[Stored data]

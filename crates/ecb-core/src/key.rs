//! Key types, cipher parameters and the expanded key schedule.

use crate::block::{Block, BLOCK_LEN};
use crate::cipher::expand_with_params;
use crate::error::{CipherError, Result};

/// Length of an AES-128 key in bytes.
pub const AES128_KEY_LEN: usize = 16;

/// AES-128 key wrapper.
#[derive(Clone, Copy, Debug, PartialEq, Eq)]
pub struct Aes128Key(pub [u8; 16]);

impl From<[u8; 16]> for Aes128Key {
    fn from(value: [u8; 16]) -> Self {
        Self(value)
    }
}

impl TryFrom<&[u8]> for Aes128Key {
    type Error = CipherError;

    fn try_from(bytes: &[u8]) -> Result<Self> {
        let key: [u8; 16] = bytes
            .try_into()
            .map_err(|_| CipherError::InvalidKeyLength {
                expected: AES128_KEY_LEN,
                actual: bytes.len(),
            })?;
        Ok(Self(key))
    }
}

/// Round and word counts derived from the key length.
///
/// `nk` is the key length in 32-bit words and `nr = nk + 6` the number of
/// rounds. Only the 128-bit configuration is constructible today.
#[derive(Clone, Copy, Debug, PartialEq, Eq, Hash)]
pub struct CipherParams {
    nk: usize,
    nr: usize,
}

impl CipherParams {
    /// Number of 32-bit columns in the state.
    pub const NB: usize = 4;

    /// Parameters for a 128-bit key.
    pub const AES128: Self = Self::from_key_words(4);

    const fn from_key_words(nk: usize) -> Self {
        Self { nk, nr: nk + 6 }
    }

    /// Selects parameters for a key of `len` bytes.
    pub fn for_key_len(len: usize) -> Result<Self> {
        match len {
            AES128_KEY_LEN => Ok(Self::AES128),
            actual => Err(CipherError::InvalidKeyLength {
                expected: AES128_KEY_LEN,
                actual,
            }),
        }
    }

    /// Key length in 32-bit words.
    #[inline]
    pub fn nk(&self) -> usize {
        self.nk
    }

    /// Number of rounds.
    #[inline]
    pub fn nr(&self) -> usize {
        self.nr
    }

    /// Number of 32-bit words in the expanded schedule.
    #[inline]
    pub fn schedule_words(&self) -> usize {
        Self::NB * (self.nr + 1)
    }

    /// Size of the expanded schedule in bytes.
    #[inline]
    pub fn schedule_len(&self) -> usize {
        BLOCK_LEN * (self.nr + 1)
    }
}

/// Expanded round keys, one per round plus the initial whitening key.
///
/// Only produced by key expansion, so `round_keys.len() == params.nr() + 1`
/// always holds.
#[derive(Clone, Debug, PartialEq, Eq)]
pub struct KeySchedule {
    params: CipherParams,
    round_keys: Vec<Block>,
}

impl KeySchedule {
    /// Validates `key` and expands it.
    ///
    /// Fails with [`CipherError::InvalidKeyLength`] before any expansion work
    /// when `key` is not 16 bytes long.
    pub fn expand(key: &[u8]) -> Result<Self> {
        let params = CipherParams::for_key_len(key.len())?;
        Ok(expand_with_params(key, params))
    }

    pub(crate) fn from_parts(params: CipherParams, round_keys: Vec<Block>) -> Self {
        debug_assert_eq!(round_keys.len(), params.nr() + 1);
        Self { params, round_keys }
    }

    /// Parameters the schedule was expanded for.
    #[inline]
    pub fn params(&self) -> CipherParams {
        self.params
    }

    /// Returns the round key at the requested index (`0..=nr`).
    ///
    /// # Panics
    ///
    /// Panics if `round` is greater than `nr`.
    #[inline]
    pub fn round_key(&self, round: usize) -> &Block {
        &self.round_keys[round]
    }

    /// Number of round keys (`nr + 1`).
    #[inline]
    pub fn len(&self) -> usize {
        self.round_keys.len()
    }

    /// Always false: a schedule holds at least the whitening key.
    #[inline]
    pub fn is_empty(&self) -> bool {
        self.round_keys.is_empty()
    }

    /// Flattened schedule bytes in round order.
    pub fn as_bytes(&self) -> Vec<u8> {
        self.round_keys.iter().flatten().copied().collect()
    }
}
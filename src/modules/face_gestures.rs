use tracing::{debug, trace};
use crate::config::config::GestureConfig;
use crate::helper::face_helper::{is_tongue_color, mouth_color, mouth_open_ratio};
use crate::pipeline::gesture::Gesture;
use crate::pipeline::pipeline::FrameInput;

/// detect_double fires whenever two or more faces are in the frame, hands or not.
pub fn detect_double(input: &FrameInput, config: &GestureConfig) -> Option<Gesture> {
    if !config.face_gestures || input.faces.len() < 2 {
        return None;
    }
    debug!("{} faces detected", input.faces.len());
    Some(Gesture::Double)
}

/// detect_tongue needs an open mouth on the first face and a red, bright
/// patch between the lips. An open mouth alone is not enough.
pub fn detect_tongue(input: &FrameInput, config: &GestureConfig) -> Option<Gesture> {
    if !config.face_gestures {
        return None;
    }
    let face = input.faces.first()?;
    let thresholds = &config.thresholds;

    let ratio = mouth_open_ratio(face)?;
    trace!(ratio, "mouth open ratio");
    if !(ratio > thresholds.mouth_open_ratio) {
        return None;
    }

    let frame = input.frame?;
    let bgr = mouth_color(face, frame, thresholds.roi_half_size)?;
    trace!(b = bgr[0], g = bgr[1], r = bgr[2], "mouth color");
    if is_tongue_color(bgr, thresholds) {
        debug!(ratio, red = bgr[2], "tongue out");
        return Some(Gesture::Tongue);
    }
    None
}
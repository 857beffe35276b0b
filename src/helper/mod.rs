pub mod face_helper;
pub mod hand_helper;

# Exercise prompt
Retype all of the data exactly, so that nothing differs from what is given.

# Solution
filename crates/ecb-core/src/key.rs
//! Key types, cipher parameters and the expanded key schedule.

use crate::block::{Block, BLOCK_LEN};
use crate::cipher::expand_with_params;
use crate::error::{CipherError, Result};

/// Length of an AES-128 key in bytes.
pub const AES128_KEY_LEN: usize = 16;

/// AES-128 key wrapper.
#[derive(Clone, Copy, Debug, PartialEq, Eq)]
pub struct Aes128Key(pub [u8; 16]);

impl From<[u8; 16]> for Aes128Key {
    fn from(value: [u8; 16]) -> Self {
        Self(value)
    }
}

impl TryFrom<&[u8]> for Aes128Key {
    type Error = CipherError;

    fn try_from(bytes: &[u8]) -> Result<Self> {
        let key: [u8; 16] = bytes
            .try_into()
            .map_err(|_| CipherError::InvalidKeyLength {
                expected: AES128_KEY_LEN,
                actual: bytes.len(),
            })?;
        Ok(Self(key))
    }
}

/// Round and word counts derived from the key length.
///
/// `nk` is the key length in 32-bit words and `nr = nk + 6` the number of
/// rounds. Only the 128-bit configuration is constructible today.
#[derive(Clone, Copy, Debug, PartialEq, Eq, Hash)]
pub struct CipherParams {
    nk: usize,
    nr: usize,
}

impl CipherParams {
    /// Number of 32-bit columns in the state.
    pub const NB: usize = 4;

    /// Parameters for a 128-bit key.
    pub const AES128: Self = Self::from_key_words(4);

    const fn from_key_words(nk: usize) -> Self {
        Self { nk, nr: nk + 6 }
    }

    /// Selects parameters for a key of `len` bytes.
    pub fn for_key_len(len: usize) -> Result<Self> {
        match len {
            AES128_KEY_LEN => Ok(Self::AES128),
            actual => Err(CipherError::InvalidKeyLength {
                expected: AES128_KEY_LEN,
                actual,
            }),
        }
    }

    /// Key length in 32-bit words.
    #[inline]
    pub fn nk(&self) -> usize {
        self.nk
    }

    /// Number of rounds.
    #[inline]
    pub fn nr(&self) -> usize {
        self.nr
    }

    /// Number of 32-bit words in the expanded schedule.
    #[inline]
    pub fn schedule_words(&self) -> usize {
        Self::NB * (self.nr + 1)
    }

    /// Size of the expanded schedule in bytes.
    #[inline]
    pub fn schedule_len(&self) -> usize {
        BLOCK_LEN * (self.nr + 1)
    }
}

/// Expanded round keys, one per round plus the initial whitening key.
///
/// Only produced by key expansion, so `round_keys.len() == params.nr() + 1`
/// always holds.
#[derive(Clone, Debug, PartialEq, Eq)]
pub struct KeySchedule {
    params: CipherParams,
    round_keys: Vec<Block>,
}

impl KeySchedule {
    /// Validates `key` and expands it.
    ///
    /// Fails with [`CipherError::InvalidKeyLength`] before any expansion work
    /// when `key` is not 16 bytes long.
    pub fn expand(key: &[u8]) -> Result<Self> {
        let params = CipherParams::for_key_len(key.len())?;
        Ok(expand_with_params(key, params))
    }

    pub(crate) fn from_parts(params: CipherParams, round_keys: Vec<Block>) -> Self {
        debug_assert_eq!(round_keys.len(), params.nr() + 1);
        Self { params, round_keys }
    }

    /// Parameters the schedule was expanded for.
    #[inline]
    pub fn params(&self) -> CipherParams {
        self.params
    }

    /// Returns the round key at the requested index (`0..=nr`).
    ///
    /// # Panics
    ///
    /// Panics if `round` is greater than `nr`.
    #[inline]
    pub fn round_key(&self, round: usize) -> &Block {
        &self.round_keys[round]
    }

    /// Number of round keys (`nr + 1`).
    #[inline]
    pub fn len(&self) -> usize {
        self.round_keys.len()
    }

    /// Always false: a schedule holds at least the whitening key.
    #[inline]
    pub fn is_empty(&self) -> bool {
        self.round_keys.is_empty()
    }

    /// Flattened schedule bytes in round order.
    pub fn as_bytes(&self) -> Vec<u8> {
        self.round_keys.iter().flatten().copied().collect()
    }
}
filename src/modules/face_gestures.rs
use tracing::{debug, trace};
use crate::config::config::GestureConfig;
use crate::helper::face_helper::{is_tongue_color, mouth_color, mouth_open_ratio};
use crate::pipeline::gesture::Gesture;
use crate::pipeline::pipeline::FrameInput;

/// detect_double fires whenever two or more faces are in the frame, hands or not.
pub fn detect_double(input: &FrameInput, config: &GestureConfig) -> Option<Gesture> {
    if !config.face_gestures || input.faces.len() < 2 {
        return None;
    }
    debug!("{} faces detected", input.faces.len());
    Some(Gesture::Double)
}

/// detect_tongue needs an open mouth on the first face and a red, bright
/// patch between the lips. An open mouth alone is not enough.
pub fn detect_tongue(input: &FrameInput, config: &GestureConfig) -> Option<Gesture> {
    if !config.face_gestures {
        return None;
    }
    let face = input.faces.first()?;
    let thresholds = &config.thresholds;

    let ratio = mouth_open_ratio(face)?;
    trace!(ratio, "mouth open ratio");
    if !(ratio > thresholds.mouth_open_ratio) {
        return None;
    }

    let frame = input.frame?;
    let bgr = mouth_color(face, frame, thresholds.roi_half_size)?;
    trace!(b = bgr[0], g = bgr[1], r = bgr[2], "mouth color");
    if is_tongue_color(bgr, thresholds) {
        debug!(ratio, red = bgr[2], "tongue out");
        return Some(Gesture::Tongue);
    }
    None
}
repository 857beffe35276b0b
filename src/helper/mod.rs
pub mod face_helper;
pub mod hand_helper;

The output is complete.